In business, desperate times call for measured thinking

As the poet Robert Burns put it, “The best laid schemes o’ Mice an’ Men / Gang aft agley.” The common military iteration of the sentiment says that no plan, however well devised, survives contact with the enemy. And former heavyweight champion Mike Tyson explained, in the least poetic fashion possible, that everybody’s got a plan until you bust him in the mouth.

There’s a lesson in here for businesses, even those that aren’t involved in actual combat: Nothing wreaks havoc with strategic planning quite like hard times. We’ve all got a plan, a vision, a dream, but these plans have to navigate whatever reality throws at us, and the more adverse the conditions the harder it is to stick to the course.
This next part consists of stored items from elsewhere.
//! Drives a [`ChatSession`] against a [`ChatBackend`].
//!
//! The controller never spawns anything itself. `send` and
//! [`PendingGreeting::wait`] are plain futures; the caller decides where
//! they run (a dioxus `spawn`, a tokio task, or inline in a test).

use crate::backend::{AssistantChunk, ChatBackend, backend_from_config};
use crate::clock::{self, Stopwatch};
use crate::config::ChatConfig;
use crate::prompts::SamplePrompt;
use crate::session::{ChatSession, ResetTicket, SessionError, SessionView, TurnId, TurnRequest};
use crate::storage::DurableStore;
use crate::types::{MessageId, TransportStatus};
use futures::StreamExt;
use futures::future::{AbortHandle, AbortRegistration, Abortable};
use std::sync::{Arc, Mutex, MutexGuard, PoisonError};
use tracing::{debug, info, warn};

/// How a turn ended.
#[derive(Clone, Debug, PartialEq)]
pub enum TurnOutcome {
    Completed {
        message_id: Option<MessageId>,
        duration_ms: f64,
    },
    /// Stopped by the user or superseded by a reset.
    Stopped,
    Failed(String),
}

pub struct ChatController<S> {
    session: Arc<Mutex<ChatSession<S>>>,
    backend: Arc<dyn ChatBackend>,
    pending_greeting: Arc<Mutex<Option<AbortHandle>>>,
}

impl<S> Clone for ChatController<S> {
    fn clone(&self) -> Self {
        Self {
            session: Arc::clone(&self.session),
            backend: Arc::clone(&self.backend),
            pending_greeting: Arc::clone(&self.pending_greeting),
        }
    }
}

fn lock<T>(mutex: &Mutex<T>) -> MutexGuard<'_, T> {
    mutex.lock().unwrap_or_else(PoisonError::into_inner)
}

impl<S: DurableStore> ChatController<S> {
    pub fn new(session: ChatSession<S>, backend: Arc<dyn ChatBackend>) -> Self {
        Self {
            session: Arc::new(Mutex::new(session)),
            backend,
            pending_greeting: Arc::new(Mutex::new(None)),
        }
    }

    /// Session over `store` talking to whatever backend `config` names.
    pub fn from_config(store: S, config: &ChatConfig) -> Self {
        Self::new(
            ChatSession::new(store, config),
            backend_from_config(&config.backend),
        )
    }

    fn session(&self) -> MutexGuard<'_, ChatSession<S>> {
        lock(&self.session)
    }

    pub fn hydrate(&self) -> bool {
        self.session().hydrate()
    }

    pub fn view(&self) -> SessionView {
        self.session().view()
    }

    pub fn revision(&self) -> (u64, u64, TransportStatus) {
        self.session().revision()
    }

    pub fn status(&self) -> TransportStatus {
        self.session().status()
    }

    /// Submit `text` and stream the reply into the transcript. Input and
    /// state errors come back as `Err` before anything is sent; backend
    /// trouble is reported through [`TurnOutcome::Failed`].
    pub async fn send(&self, text: &str) -> Result<TurnOutcome, SessionError> {
        let request = self.session().send(text)?;
        Ok(self.run_turn(request).await)
    }

    pub async fn send_prompt(&self, prompt: &SamplePrompt) -> Result<TurnOutcome, SessionError> {
        self.send(prompt.prompt).await
    }

    async fn run_turn(&self, request: TurnRequest) -> TurnOutcome {
        let TurnRequest {
            turn,
            messages,
            user_message_id,
            abort,
        } = request;
        let started = Stopwatch::start();
        info!(turn = ?turn, user_message = %user_message_id, "sending message");

        let stream = match self.backend.stream(&messages).await {
            Ok(stream) => stream,
            Err(err) => return self.fail(turn, err.to_string()),
        };

        let mut stream = Abortable::new(stream, abort);
        while let Some(item) = stream.next().await {
            match item {
                Ok(AssistantChunk::Finish) => break,
                Ok(chunk) => {
                    let applied = self.session().apply(turn, chunk);
                    if !applied {
                        debug!(turn = ?turn, "turn closed while streaming");
                        return TurnOutcome::Stopped;
                    }
                }
                Err(err) => return self.fail(turn, err.to_string()),
            }
        }
        if stream.is_aborted() {
            return TurnOutcome::Stopped;
        }

        let duration_ms = started.elapsed_ms();
        let mut session = self.session();
        if !session.status().is_busy() {
            // Closed by stop or reset after the last chunk.
            return TurnOutcome::Stopped;
        }
        let message_id = session.finish(turn);
        if let Some(id) = &message_id
            && let Err(err) = session.record_duration(id.clone(), duration_ms)
        {
            warn!(error = %err, "could not record response time");
        }
        info!(turn = ?turn, duration_ms, "response complete");
        TurnOutcome::Completed {
            message_id,
            duration_ms,
        }
    }

    fn fail(&self, turn: TurnId, error: String) -> TurnOutcome {
        warn!(turn = ?turn, %error, "chat turn failed");
        if self.session().fail(turn, error.clone()) {
            TurnOutcome::Failed(error)
        } else {
            TurnOutcome::Stopped
        }
    }

    /// Cancel the in-flight request; partial output stays.
    pub fn stop(&self) -> bool {
        self.session().stop()
    }

    pub fn record_duration(&self, id: MessageId, duration_ms: f64) -> Result<(), SessionError> {
        self.session().record_duration(id, duration_ms)
    }

    /// Clear the chat now and hand back the delayed greeting. Any greeting
    /// still pending from an earlier reset is cancelled.
    pub fn reset(&self) -> Result<PendingGreeting<S>, SessionError> {
        let ticket = self.session().reset()?;
        let (handle, registration) = AbortHandle::new_pair();
        if let Some(previous) = lock(&self.pending_greeting).replace(handle) {
            previous.abort();
        }
        Ok(PendingGreeting {
            session: Arc::clone(&self.session),
            ticket,
            registration,
        })
    }
}

/// The second half of a reset: sleeps for the configured delay, then puts
/// the greeting back if the chat is still empty.
#[must_use = "the greeting is only re-inserted once `wait` is awaited"]
pub struct PendingGreeting<S> {
    session: Arc<Mutex<ChatSession<S>>>,
    ticket: ResetTicket,
    registration: AbortRegistration,
}

impl<S: DurableStore> PendingGreeting<S> {
    /// Returns `true` if the greeting was inserted.
    pub async fn wait(self) -> bool {
        let delay = Abortable::new(clock::sleep(self.ticket.delay), self.registration);
        if delay.await.is_err() {
            debug!("pending greeting cancelled");
            return false;
        }
        lock(&self.session).finish_reset(self.ticket)
    }
}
One of the biggest problems is that when things aren’t going well, any temptation becomes more alluring. I once worked with a firm that specialized in top-end, highly customized e-learning solutions, and thanks to a very talented team and an outstanding offering things were going pretty well. Until the post-9/11 crash, when all of a sudden training budgets began disappearing. Projects that had seemed all but sewn up got delayed or cancelled. Making things worse, the firm had just undergone a good bit of expansion, adding a few people to met the demand and moving into larger offices so we didn’t all have to sit on each other’s laps.

Our strategy was clear, but at the same time everyone on the team had significant transferrable skills that were of value well beyond the e-learning sector. Slowly, over a period of months, our bizdev conversations and sales pitches began to shift. But the shift was driven by need and opportunism, not strategic planning. It got to the point where I’d joke that we’d walk into a pitch as an e-learning firm and an hour later we’d be a trucking company. This was an exaggeration, but sadly, it wasn’t much of one. We needed business, we had the talent, so if a potential client said we don’t need A, but do you have any expertise in B, the answer was “absolutely!”

It became clear that opportunism was the enemy or strategy, and over time I could feel our loss of focus in ways that were almost tangible.

Given the nation’s current economic situation, it’s easy to imagine that a lot of companies in a lot of industries are wrestling with this very dynamic. They want and need to remain focused, but at the same time rigid adherence to strategic plans are of little value if you’re out of business. So what to do? How can you be adaptive without letting rampant opportunism suck the focus out of your organization? A couple of suggestions.

First, revisit your plans regularly. Every couple of weeks make sure your company’s leadership touches base with the vision and long-term goals. Even if these catch-ups are brief and amount to little more than ritual, it’s important to remind yourself periodically who you are and who you want to be.

Second, allow plans to evolve where appropriate. Sometimes a tough economy is nature’s way of telling you that there’s a better path you could be following. Down cycles require innovative thinking, and there are lots of examples of companies that wound up succeeding in ways their plans never predicted. Ray Kroc, for instance. Nike. Hewlett-Packard. They key is to control the evolution of your business direction instead of letting it be whipped around by market turbulence. Change is fine, so long as it’s directed change that doesn’t require you to lose touch with who you are and who you want to be.

For example, as you’re thinking about your plans, ask yourself what your goals really are. You may have charted a course to be the largest provider of widgets in your state, but when you begin peeling the onion you may find that what really energizes you has nothing to do with widgets at all. Maybe what you really covet is industry leadership, and you’d be just as happy doing that in the closely related thingamabob market, which happens to be looking like a stronger play long term than widgets.

Change can be a powerful force for success in the life of your company, and if I were to observe that crisis opens the door to opportunity I’d hardly be the first. But there’s an important balance to be preserved, and it begins with learning how to take advantage of opportunity without being swallowed whole by opportunism.